Each book is $4.65.  One season (13 books) is $15.35.  One year (52 books) is 36.70.  So it’s pretty worth it compared to some of the prices I paid for my other books on character development.

The Parents We Mean to Be


I think it goes without saying that most parents have nothing but the best intentions for their children.  Unfortunately, it appears that sometimes the best intentions may actually have a negative impact.  According to a review in the Washington Post,  the book: The Parents We Mean To Be: How Well-Intentioned Adults Undermine Children’s Moral and Emotional Development, ‘makes the case that parents who are too close to their children may be jeopardizing their children’s moral growth. Doting parents who “get in the habit of doing small things to make [their] children’s lives easier,” such as cleaning up after them, getting deeply involved in their schoolwork and placing children’s “trivial preferences” before their own, he explains, risk making their children “more fragile, entitled, and self-occupied.”‘

I don’t know about you, but I’m definitely guilty of some of these things.  This article has also got my radar up for what I can do to undo some of the damage done.  Well, author of the book, Richard Weissbourd – child and family psychologist who teaches at Harvard – shares ten tips on his website on how to raise children who care:

1. Instead of telling your children, “The most important thing is that you are happy,” tell them, “The most important thing is that you are kind, and that you are responsible for others.”

2. Help your children appreciate others. For instance:

  • Don’t let them treat a store clerk, waitress, or babysitters as if invisible.
  • Don’t let your child quit a sports team or school chorus without thinking carefully with them about what it means for the group.
  • Don’t let your child simply write off friends he or she finds annoying, or fail to return phone calls from friends or to give other children credit for their achievements.
  • Expect your child to help around the house, and to be helpful to neighbors.

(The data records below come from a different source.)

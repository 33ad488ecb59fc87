//! Per-cell biome grid.

use cm2d_grid::Grid;
use hashbrown::HashMap;

use super::{BiomeThresholds, BiomeType};
use crate::elevation::ElevationGrid;
use crate::error::TerrainError;

/// Climate value assumed where no temperature or moisture field is supplied.
const NEUTRAL_CLIMATE: f32 = 0.5;

/// A row-major grid of [`BiomeType`] codes.
#[derive(Clone, Debug, Default, PartialEq)]
pub struct BiomeGrid {
    grid: Grid<u8>,
}

impl BiomeGrid {
    /// An uncreated grid.
    pub fn empty() -> Self {
        Self { grid: Grid::empty() }
    }

    /// An all-Ocean grid, or `None` if a dimension is zero.
    pub fn new(width: u32, height: u32) -> Option<Self> {
        Grid::filled(width, height, BiomeType::Ocean.code()).map(|grid| Self { grid })
    }

    /// (Re)allocate as an all-Ocean `width x height` grid.
    pub fn create(&mut self, width: u32, height: u32) -> bool {
        self.grid.create(width, height)
    }

    /// Classify every cell of `elevation` with the default thresholds.
    ///
    /// Missing temperature or moisture fields read as `0.5` everywhere.
    ///
    /// # Errors
    ///
    /// [`TerrainError::EmptyGrid`] if `elevation` is uncreated, and
    /// [`TerrainError::DimensionMismatch`] if a supplied climate field has a
    /// different shape.
    pub fn classify(
        elevation: &ElevationGrid,
        temperature: Option<&ElevationGrid>,
        moisture: Option<&ElevationGrid>,
    ) -> Result<Self, TerrainError> {
        Self::classify_with(&BiomeThresholds::default(), elevation, temperature, moisture)
    }

    /// [`classify`](Self::classify) with a custom threshold table.
    pub fn classify_with(
        thresholds: &BiomeThresholds,
        elevation: &ElevationGrid,
        temperature: Option<&ElevationGrid>,
        moisture: Option<&ElevationGrid>,
    ) -> Result<Self, TerrainError> {
        let (width, height) = elevation.dimensions();
        let mut biomes =
            Self::new(width, height).ok_or(TerrainError::EmptyGrid { width, height })?;

        for field in [temperature, moisture].into_iter().flatten() {
            if !field.as_grid().same_shape(elevation.as_grid()) {
                return Err(TerrainError::DimensionMismatch {
                    expected: (width, height),
                    found: field.dimensions(),
                });
            }
        }

        let climate = |field: Option<&ElevationGrid>, idx: usize| {
            field.map_or(NEUTRAL_CLIMATE, |f| f.data()[idx])
        };
        for (idx, (cell, &h)) in biomes
            .grid
            .data_mut()
            .iter_mut()
            .zip(elevation.data())
            .enumerate()
        {
            let t = climate(temperature, idx);
            let m = climate(moisture, idx);
            *cell = thresholds.classify(h, t, m).code();
        }

        Ok(biomes)
    }

    /// The underlying code grid, for rendering and export layers.
    pub fn as_grid(&self) -> &Grid<u8> {
        &self.grid
    }

    pub fn width(&self) -> u32 {
        self.grid.width()
    }

    pub fn height(&self) -> u32 {
        self.grid.height()
    }

    pub fn dimensions(&self) -> (u32, u32) {
        self.grid.dimensions()
    }

    pub fn is_empty(&self) -> bool {
        self.grid.is_empty()
    }

    /// Biome at `(x, y)`, or `None` when out of range.
    pub fn get_biome(&self, x: u32, y: u32) -> Option<BiomeType> {
        self.grid
            .get(x, y)
            .and_then(|code| BiomeType::try_from(code).ok())
    }

    /// Set the biome at `(x, y)`. Returns `false` when out of range.
    pub fn set_biome(&mut self, x: u32, y: u32, biome: BiomeType) -> bool {
        self.grid.set(x, y, biome.code())
    }

    /// Biomes in row-major order.
    pub fn iter(&self) -> impl Iterator<Item = BiomeType> + '_ {
        self.grid
            .data()
            .iter()
            .filter_map(|&code| BiomeType::try_from(code).ok())
    }

    /// Number of cells per biome. Biomes that do not occur are absent.
    pub fn histogram(&self) -> HashMap<BiomeType, usize> {
        let mut counts = HashMap::new();
        for biome in self.iter() {
            *counts.entry(biome).or_insert(0) += 1;
        }
        counts
    }

    /// Fraction of cells holding `biome`, or `0.0` for an empty grid.
    pub fn coverage(&self, biome: BiomeType) -> f32 {
        if self.grid.is_empty() {
            return 0.0;
        }
        let count = self.iter().filter(|&b| b == biome).count();
        count as f32 / self.grid.len() as f32
    }
}
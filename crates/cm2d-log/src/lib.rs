//! Structured logging for the terrain tools.
//!
//! Console output with uptime timestamps and module paths, plus a JSON log file
//! in debug builds. The level comes from `RUST_LOG` when set, otherwise from the
//! config's `debug.log_level`.

use std::fs::File;
use std::path::{Path, PathBuf};

use cm2d_config::Config;
use tracing_subscriber::registry::LookupSpan;
use tracing_subscriber::{EnvFilter, Layer, fmt, layer::SubscriberExt, util::SubscriberInitExt};

/// Name of the JSON log file written inside the log directory.
pub const LOG_FILE_NAME: &str = "cm2d.log";

/// Filter used when neither `RUST_LOG` nor the config names a level.
pub const DEFAULT_FILTER: &str = "info";

/// Initialize the global tracing subscriber.
///
/// * `log_dir` - directory for the JSON log file (debug builds only)
/// * `debug_build` - enables file logging
/// * `config` - source of the `debug.log_level` fallback
///
/// Returns the path of the log file when file logging was enabled.
///
/// # Panics
///
/// Panics if a global subscriber has already been installed.
///
/// ```no_run
/// use cm2d_config::Config;
/// use cm2d_log::init_logging;
///
/// let config = Config::default();
/// init_logging(Some(std::path::Path::new("./logs")), true, Some(&config));
/// ```
pub fn init_logging(
    log_dir: Option<&Path>,
    debug_build: bool,
    config: Option<&Config>,
) -> Option<PathBuf> {
    let env_filter = EnvFilter::try_from_default_env()
        .unwrap_or_else(|_| EnvFilter::new(filter_directives(config)));

    let console_layer = fmt::layer()
        .with_target(true)
        .with_thread_names(false)
        .with_level(true)
        .with_timer(fmt::time::uptime());

    let subscriber = tracing_subscriber::registry()
        .with(env_filter)
        .with(console_layer);

    if debug_build
        && let Some(log_dir) = log_dir
        && let Some((log_path, log_file)) = create_log_file(log_dir)
    {
        subscriber.with(json_file_layer(log_file)).init();
        return Some(log_path);
    }

    subscriber.init();
    None
}

/// Filter directives from the config, falling back to [`DEFAULT_FILTER`].
pub fn filter_directives(config: Option<&Config>) -> String {
    config
        .map(|c| c.debug.log_level.trim())
        .filter(|level| !level.is_empty())
        .unwrap_or(DEFAULT_FILTER)
        .to_string()
}

/// An `EnvFilter` built from [`DEFAULT_FILTER`].
pub fn default_env_filter() -> EnvFilter {
    EnvFilter::new(DEFAULT_FILTER)
}

fn create_log_file(log_dir: &Path) -> Option<(PathBuf, File)> {
    std::fs::create_dir_all(log_dir).ok()?;
    let log_path = log_dir.join(LOG_FILE_NAME);
    let file = File::create(&log_path).ok()?;
    Some((log_path, file))
}

/// JSON lines without ANSI codes, for machine parsing.
fn json_file_layer<S>(file: File) -> impl Layer<S>
where
    S: tracing::Subscriber + for<'a> LookupSpan<'a>,
{
    fmt::layer()
        .with_writer(file)
        .with_ansi(false)
        .with_target(true)
        .with_timer(fmt::time::uptime())
        .json()
}
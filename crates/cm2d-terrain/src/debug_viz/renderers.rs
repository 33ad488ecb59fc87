//! Renderers from terrain grids to [`DebugImage`]s.

use super::image::DebugImage;
use crate::biome::{BiomeGrid, BiomeType};
use crate::elevation::ElevationGrid;

/// Map a height in `[0, 1]` to a gray level by truncating `value * 255`.
///
/// Out-of-range values saturate at 0 or 255.
#[inline]
pub fn height_to_gray(value: f32) -> u8 {
    (value * 255.0) as u8
}

/// Render an elevation, slope, or climate grid as an opaque grayscale image.
pub fn render_grayscale(grid: &ElevationGrid) -> DebugImage {
    let (width, height) = grid.dimensions();
    let mut image = DebugImage::new(width, height);

    for (y, row) in grid.as_grid().rows().enumerate() {
        for (x, &value) in row.iter().enumerate() {
            let g = height_to_gray(value);
            image.set_pixel(x as u32, y as u32, [g, g, g, 255]);
        }
    }

    image
}

/// Preview color for each biome.
pub fn biome_color(biome: BiomeType) -> [u8; 3] {
    match biome {
        // Dark blue
        BiomeType::Ocean => [0, 0, 139],
        // Sandy
        BiomeType::Beach => [238, 214, 175],
        // Lawn green
        BiomeType::Plains => [124, 252, 0],
        // Forest green
        BiomeType::Forest => [34, 139, 34],
        // Tan
        BiomeType::Desert => [210, 180, 140],
        // Slate gray
        BiomeType::Tundra => [112, 128, 144],
        BiomeType::Snow => [255, 250, 250],
        BiomeType::Mountain => [139, 137, 137],
        // Dodger blue
        BiomeType::River => [30, 144, 255],
    }
}

/// Render a biome grid using [`biome_color`].
pub fn render_biome_map(biomes: &BiomeGrid) -> DebugImage {
    let (width, height) = biomes.dimensions();
    let mut image = DebugImage::new(width, height);

    for (idx, biome) in biomes.iter().enumerate() {
        let x = idx as u32 % width;
        let y = idx as u32 / width;
        let [r, g, b] = biome_color(biome);
        image.set_pixel(x, y, [r, g, b, 255]);
    }

    image
}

3. Expect your children to appreciate you—their relationship with you will be a primary model for their other relationships. That doesn’t mean making yourself the focus. It means not allowing your children to treat you as a doormat, and expecting them to express some modicum of interest about major events in your life and to thank you for your generosity.

4. Don’t focus directly and narrowly on developing your child’s happiness and self-esteem. Instead, support your child’s developing maturity. Maturity, including the ability to manage destructive feelings, to balance and coordinate our needs with others, to empathize, to receive feedback constructively, to be reflective, and to adjust our behavior, is at the heart of both morality and lasting well-being.

5. While it’s important to help children understand and articulate their feelings, be wary of pointing out children’s feelings too frequently or drawing a lot of attention to passing emotional states. Doing these things can cause children to dramatize their feelings, and to make their own feelings too precious.

6. Praise your children for specific accomplishments and occasionally tell them how great they are. But avoid constant praising. When children are praised all the time, they can feel judged all the time. Children may feel patronized by unearned praise. And too much global praise—constantly saying “You’re terrific”—can make children feel that their essential value is on the line in everything they do, causing them to inflate their importance, taking either too much credit or too much blame.

7. Don’t make high achievement the goal of a life. Too much achievement pressure can diminish children’s sense of self, make them less able to care for others, and more likely to experience others primarily as competitors and threats. Make achievement one theme in the large composition of a life. Sort out your own feelings about achievement and status so you don’t send mixed messages or appear hypocritical to children, undermining your authority.

8. Help your child register kindness and unkindness, justice and injustice in the world. Listen carefully, without quickly judging, to your child’s moral questions and dilemmas. Express your own values, and connect them to your child’s experiences and interpretations.

9. Don’t seek to be your child’s friend. You can be very close to your child in many ways, but it’s vital that children experience you as an authority, that they idealize you at certain points in their development and see you as someone they want to emulate. Children come to appreciate others as independent and distinct when we appreciate them as distinct.

10. Invite people you are close to and respect to give you feedback about your parenting. When your first child is born, develop a contract with at least two other parents, a promise that they will tell you if they think you are harming your child’s moral or emotional development in any way.